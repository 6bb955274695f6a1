//! # 레시피 이미지 저장 서비스
//!
//! 클라이언트는 이미지를 base64 data URL로 보냅니다.
//!
//! ```text
//! "data:image/png;base64,iVBORw0KGgoAAAANSUhEUgAA..."
//! ```
//!
//! 이 모듈의 함수들:
//! - `decode_data_url()`: data URL을 파싱하여 확장자와 바이트로 변환
//! - `save_image()`: 디코딩한 이미지를 media 디렉토리에 저장하고 상대 경로를 반환
//! - `remove_image()`: 저장된 이미지 파일 삭제 (실패해도 무시)
//! - `image_url()`: 상대 경로를 클라이언트가 접근할 URL로 변환

use crate::error::AppError;
use base64::{engine::general_purpose::STANDARD, Engine as _};
use std::path::PathBuf;
use tokio::fs;

/// media 디렉토리 안에서 레시피 이미지가 저장되는 하위 경로
pub const IMAGE_DIR: &str = "recipes/images";

/// 디코딩된 이미지
#[derive(Debug, PartialEq, Eq)]
pub struct DecodedImage {
    /// 파일 확장자 (예: "png")
    pub extension: &'static str,
    pub bytes: Vec<u8>,
}

/// base64 data URL을 파싱합니다.
///
/// 허용 형식: PNG, JPEG, GIF, WebP. 그 외에는 `BadRequest`.
pub fn decode_data_url(data_url: &str) -> Result<DecodedImage, AppError> {
    let invalid = || AppError::BadRequest("image must be a base64 data URL".to_string());

    // "data:image/png;base64,AAAA" → ("image/png", "AAAA")
    let (mime, payload) = data_url
        .trim()
        .strip_prefix("data:")
        .and_then(|rest| rest.split_once(";base64,"))
        .ok_or_else(invalid)?;

    let extension = match mime {
        "image/png" => "png",
        "image/jpeg" | "image/jpg" => "jpg",
        "image/gif" => "gif",
        "image/webp" => "webp",
        other => {
            return Err(AppError::BadRequest(format!(
                "Unsupported image type: {}",
                other
            )))
        }
    };

    let bytes = STANDARD.decode(payload.trim()).map_err(|_| invalid())?;
    if bytes.is_empty() {
        return Err(invalid());
    }

    Ok(DecodedImage { extension, bytes })
}

/// 이미지를 디스크에 저장하고 media 디렉토리 기준 상대 경로를 반환합니다.
///
/// 파일 이름은 UUIDv7이라 겹치지 않습니다.
/// 예: "recipes/images/0190a5c2-....png"
pub async fn save_image(media_path: &str, data_url: &str) -> Result<String, AppError> {
    let image = decode_data_url(data_url)?;
    let relative = format!(
        "{}/{}.{}",
        IMAGE_DIR,
        uuid::Uuid::now_v7(),
        image.extension
    );

    let full_path = PathBuf::from(media_path).join(&relative);
    if let Some(parent) = full_path.parent() {
        fs::create_dir_all(parent).await?;
    }
    fs::write(&full_path, &image.bytes).await?;

    tracing::debug!("Stored recipe image {} ({} bytes)", relative, image.bytes.len());
    Ok(relative)
}

/// 저장된 이미지를 삭제합니다. 파일이 이미 없어도 에러로 보지 않습니다.
pub async fn remove_image(media_path: &str, relative: &str) {
    let full_path = PathBuf::from(media_path).join(relative);
    if let Err(e) = fs::remove_file(&full_path).await {
        tracing::warn!("Could not remove image {}: {}", full_path.display(), e);
    }
}

/// 상대 경로 → URL. 예: ("/media", "recipes/images/a.png") → "/media/recipes/images/a.png"
pub fn image_url(media_url: &str, relative: &str) -> String {
    format!("{}/{}", media_url.trim_end_matches('/'), relative)
}

#[cfg(test)]
mod tests {
    use super::*;

    // 1x1 투명 PNG
    const PNG: &str = "data:image/png;base64,iVBORw0KGgoAAAANSUhEUgAAAAEAAAABCAYAAAAfFcSJAAAADUlEQVR42mNkYPhfDwAChwGA60e6kgAAAABJRU5ErkJggg==";

    #[test]
    fn decodes_png_data_url() {
        let image = decode_data_url(PNG).unwrap();
        assert_eq!(image.extension, "png");
        assert_eq!(&image.bytes[1..4], b"PNG");
    }

    #[test]
    fn rejects_non_data_urls() {
        assert!(decode_data_url("https://example.com/cat.png").is_err());
        assert!(decode_data_url("data:image/png;base64,").is_err());
        assert!(decode_data_url("data:image/png;base64,@@@").is_err());
        assert!(decode_data_url("data:text/plain;base64,aGVsbG8=").is_err());
    }

    #[test]
    fn builds_urls() {
        assert_eq!(
            image_url("/media/", "recipes/images/a.png"),
            "/media/recipes/images/a.png"
        );
    }

    #[tokio::test]
    async fn saves_and_removes_files() {
        let dir = tempfile::tempdir().unwrap();
        let media = dir.path().to_str().unwrap();

        let relative = save_image(media, PNG).await.unwrap();
        assert!(relative.starts_with(IMAGE_DIR));
        assert!(relative.ends_with(".png"));
        let full = dir.path().join(&relative);
        assert!(full.exists());

        remove_image(media, &relative).await;
        assert!(!full.exists());
    }
}
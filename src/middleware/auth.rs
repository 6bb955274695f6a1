use axum::{
    extract::FromRequestParts,
    http::{header::AUTHORIZATION, request::Parts, StatusCode},
    response::{IntoResponse, Response},
    Json,
};
use chrono::{Duration, Utc};
use jsonwebtoken::{decode, encode, DecodingKey, EncodingKey, Header, Validation};
use serde::{Deserialize, Serialize};
use serde_json::json;
use sha2::{Digest, Sha256};

use crate::routes::AppState;

#[derive(Debug, Serialize, Deserialize, Clone)]
pub struct Claims {
    pub sub: String, // user id
    pub exp: i64,
    pub iat: i64,
    /// Unique per token, so two logins within the same second never collide.
    pub jti: String,
    pub typ: TokenKind,
}

/// Which endpoint family a token is good for. Bearer auth takes only access tokens.
#[derive(Debug, Serialize, Deserialize, Clone, Copy, PartialEq, Eq)]
#[serde(rename_all = "lowercase")]
pub enum TokenKind {
    Access,
    Refresh,
}

/// Current user, required. Requests without a valid bearer token are rejected with 401.
#[derive(Debug, Clone)]
pub struct AuthUser {
    pub user_id: String,
}

/// Current user, optional. Read endpoints accept anonymous callers, but a token
/// that is present and broken is still rejected.
#[derive(Debug, Clone)]
pub struct MaybeAuthUser(pub Option<AuthUser>);

impl MaybeAuthUser {
    pub fn user_id(&self) -> Option<&str> {
        self.0.as_ref().map(|user| user.user_id.as_str())
    }
}

fn bearer_token(parts: &Parts) -> Result<Option<&str>, AuthError> {
    let Some(value) = parts.headers.get(AUTHORIZATION) else {
        return Ok(None);
    };
    let header = value.to_str().map_err(|_| AuthError::InvalidToken)?;
    header
        .strip_prefix("Bearer ")
        .map(Some)
        .ok_or(AuthError::InvalidToken)
}

impl FromRequestParts<AppState> for AuthUser {
    type Rejection = AuthError;

    async fn from_request_parts(
        parts: &mut Parts,
        state: &AppState,
    ) -> Result<Self, Self::Rejection> {
        let token = bearer_token(parts)?.ok_or(AuthError::MissingToken)?;
        let claims = verify_access_token(token, &state.jwt_secret)?;

        Ok(AuthUser {
            user_id: claims.sub,
        })
    }
}

impl FromRequestParts<AppState> for MaybeAuthUser {
    type Rejection = AuthError;

    async fn from_request_parts(
        parts: &mut Parts,
        state: &AppState,
    ) -> Result<Self, Self::Rejection> {
        match bearer_token(parts)? {
            Some(token) => {
                let claims = verify_access_token(token, &state.jwt_secret)?;
                Ok(MaybeAuthUser(Some(AuthUser {
                    user_id: claims.sub,
                })))
            }
            None => Ok(MaybeAuthUser(None)),
        }
    }
}

#[derive(Debug)]
pub enum AuthError {
    MissingToken,
    InvalidToken,
    ExpiredToken,
}

impl IntoResponse for AuthError {
    fn into_response(self) -> Response {
        let (status, code, message) = match self {
            AuthError::MissingToken => (
                StatusCode::UNAUTHORIZED,
                "missing_token",
                "Authorization token is required",
            ),
            AuthError::InvalidToken => (
                StatusCode::UNAUTHORIZED,
                "invalid_token",
                "Invalid authorization token",
            ),
            AuthError::ExpiredToken => (
                StatusCode::UNAUTHORIZED,
                "expired_token",
                "Authorization token has expired",
            ),
        };

        let body = Json(json!({
            "error": {
                "code": code,
                "message": message
            }
        }));

        (status, body).into_response()
    }
}

fn create_token(
    user_id: &str,
    secret: &str,
    typ: TokenKind,
    lifetime: Duration,
) -> Result<String, jsonwebtoken::errors::Error> {
    let now = Utc::now();
    let claims = Claims {
        sub: user_id.to_string(),
        iat: now.timestamp(),
        jti: uuid::Uuid::now_v7().to_string(),
        exp: (now + lifetime).timestamp(),
        typ,
    };

    encode(
        &Header::default(),
        &claims,
        &EncodingKey::from_secret(secret.as_bytes()),
    )
}

pub fn create_access_token(
    user_id: &str,
    secret: &str,
) -> Result<String, jsonwebtoken::errors::Error> {
    create_token(user_id, secret, TokenKind::Access, Duration::minutes(15))
}

pub fn create_refresh_token(
    user_id: &str,
    secret: &str,
) -> Result<String, jsonwebtoken::errors::Error> {
    create_token(user_id, secret, TokenKind::Refresh, Duration::days(7))
}

pub fn verify_access_token(token: &str, secret: &str) -> Result<Claims, AuthError> {
    verify_token(token, secret, TokenKind::Access)
}

pub fn verify_refresh_token(token: &str, secret: &str) -> Result<Claims, AuthError> {
    verify_token(token, secret, TokenKind::Refresh)
}

fn verify_token(token: &str, secret: &str, expected: TokenKind) -> Result<Claims, AuthError> {
    let token_data = decode::<Claims>(
        token,
        &DecodingKey::from_secret(secret.as_bytes()),
        &Validation::default(),
    )
    .map_err(|e| match e.kind() {
        jsonwebtoken::errors::ErrorKind::ExpiredSignature => AuthError::ExpiredToken,
        _ => AuthError::InvalidToken,
    })?;

    if token_data.claims.typ != expected {
        return Err(AuthError::InvalidToken);
    }
    Ok(token_data.claims)
}

pub fn hash_token(token: &str) -> String {
    let mut hasher = Sha256::new();
    hasher.update(token.as_bytes());
    format!("{:x}", hasher.finalize())
}
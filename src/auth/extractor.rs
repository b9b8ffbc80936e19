// SPDX-License-Identifier: AGPL-3.0-or-later
//
// Copyright (C) 2026 Relational Network

//! Axum extractors for authenticated callers.
//!
//! Use the `Auth` extractor in handlers to require a session:
//!
//! ```rust,ignore
//! async fn my_handler(Auth(user): Auth) -> impl IntoResponse {
//!     // user is AuthenticatedUser
//! }
//! ```

use axum::{
    extract::FromRequestParts,
    http::{header::AUTHORIZATION, request::Parts},
};

use super::{AuthError, BasicCredentials, SessionToken};
use crate::models::UserId;
use crate::state::AppState;

/// Header carrying the session token.
pub const TOKEN_HEADER: &str = "x-token";

/// The caller behind a live session.
#[derive(Debug, Clone)]
pub struct AuthenticatedUser {
    pub user_id: UserId,
    /// The token the request presented; needed to close the session.
    pub token: SessionToken,
}

/// Extractor requiring a valid `X-Token` session.
///
/// # Example
///
/// ```rust,ignore
/// async fn list_files(
///     Auth(user): Auth,
///     State(state): State<AppState>,
/// ) -> Result<Json<Vec<FileResponse>>, ApiError> {
///     // user.user_id is the session's owner
/// }
/// ```
pub struct Auth(pub AuthenticatedUser);

impl FromRequestParts<AppState> for Auth {
    type Rejection = AuthError;

    async fn from_request_parts(parts: &mut Parts, state: &AppState) -> Result<Self, Self::Rejection> {
        // First check if an earlier layer already resolved the session
        if let Some(user) = parts.extensions.get::<AuthenticatedUser>().cloned() {
            return Ok(Auth(user));
        }

        let token = parts
            .headers
            .get(TOKEN_HEADER)
            .and_then(|v| v.to_str().ok())
            .map(str::trim)
            .filter(|t| !t.is_empty())
            .map(SessionToken::from_client)
            .ok_or(AuthError::Unauthorized)?;

        let user_id = state.auth.resolve_token(&token).await?;
        let user = AuthenticatedUser { user_id, token };
        parts.extensions.insert(user.clone());

        Ok(Auth(user))
    }
}

/// Optional session extractor.
///
/// A missing or refused token yields `None`; a session backend failure is
/// still an error, so an outage never downgrades a caller to anonymous.
pub struct OptionalAuth(pub Option<AuthenticatedUser>);

impl FromRequestParts<AppState> for OptionalAuth {
    type Rejection = AuthError;

    async fn from_request_parts(parts: &mut Parts, state: &AppState) -> Result<Self, Self::Rejection> {
        match Auth::from_request_parts(parts, state).await {
            Ok(Auth(user)) => Ok(OptionalAuth(Some(user))),
            Err(AuthError::Unauthorized) => Ok(OptionalAuth(None)),
            Err(e) => Err(e),
        }
    }
}

/// Extractor for the raw basic-auth payload of a login request.
///
/// Decoding and verification are left to the auth manager.
pub struct BasicAuth(pub String);

impl<S: Send + Sync> FromRequestParts<S> for BasicAuth {
    type Rejection = AuthError;

    async fn from_request_parts(parts: &mut Parts, _state: &S) -> Result<Self, Self::Rejection> {
        parts
            .headers
            .get(AUTHORIZATION)
            .and_then(|v| v.to_str().ok())
            .and_then(BasicCredentials::payload_from_header)
            .map(|payload| BasicAuth(payload.to_string()))
            .ok_or(AuthError::Unauthorized)
    }
}
// SPDX-License-Identifier: AGPL-3.0-or-later
//
// Copyright (C) 2026 Relational Network

//! Opaque session tokens.

use base64ct::{Base64UrlUnpadded, Encoding};
use rand::{rngs::OsRng, RngCore};

/// Prefix of session keys in the session store.
pub const SESSION_KEY_PREFIX: &str = "auth_";

/// Random bytes per token (256 bits).
const TOKEN_BYTES: usize = 32;

/// A session token as handed to clients.
#[derive(Clone, PartialEq, Eq, Hash)]
pub struct SessionToken(String);

impl SessionToken {
    /// Mint a fresh token from the OS CSPRNG.
    pub fn generate() -> Self {
        let mut bytes = [0u8; TOKEN_BYTES];
        OsRng.fill_bytes(&mut bytes);
        SessionToken(Base64UrlUnpadded::encode_string(&bytes))
    }

    /// Wrap a token presented by a client.
    pub fn from_client(value: impl Into<String>) -> Self {
        SessionToken(value.into())
    }

    pub fn as_str(&self) -> &str {
        &self.0
    }

    pub fn into_string(self) -> String {
        self.0
    }

    /// Session store key for this token.
    pub fn session_key(&self) -> String {
        format!("{SESSION_KEY_PREFIX}{}", self.0)
    }

    /// Short prefix for log lines.
    pub fn fingerprint(&self) -> &str {
        let end = self
            .0
            .char_indices()
            .nth(6)
            .map(|(i, _)| i)
            .unwrap_or(self.0.len());
        &self.0[..end]
    }
}

impl std::fmt::Debug for SessionToken {
    fn fmt(&self, f: &mut std::fmt::Formatter<'_>) -> std::fmt::Result {
        write!(f, "SessionToken({}…)", self.fingerprint())
    }
}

▶ **YOUR TASK**: Using the data above, reproduce exactly the lines between those holding "pub struct MaybeAuthUser(pub" and "impl FromRequestParts<AppState> for MaybeAuthUser", inclusive, and no others.

▶ **EXERCISE RESULT**:
pub struct MaybeAuthUser(pub Option<AuthUser>);

impl MaybeAuthUser {
    pub fn user_id(&self) -> Option<&str> {
        self.0.as_ref().map(|user| user.user_id.as_str())
    }
}

fn bearer_token(parts: &Parts) -> Result<Option<&str>, AuthError> {
    let Some(value) = parts.headers.get(AUTHORIZATION) else {
        return Ok(None);
    };
    let header = value.to_str().map_err(|_| AuthError::InvalidToken)?;
    header
        .strip_prefix("Bearer ")
        .map(Some)
        .ok_or(AuthError::InvalidToken)
}

impl FromRequestParts<AppState> for AuthUser {
    type Rejection = AuthError;

    async fn from_request_parts(
        parts: &mut Parts,
        state: &AppState,
    ) -> Result<Self, Self::Rejection> {
        let token = bearer_token(parts)?.ok_or(AuthError::MissingToken)?;
        let claims = verify_access_token(token, &state.jwt_secret)?;

        Ok(AuthUser {
            user_id: claims.sub,
        })
    }
}

impl FromRequestParts<AppState> for MaybeAuthUser {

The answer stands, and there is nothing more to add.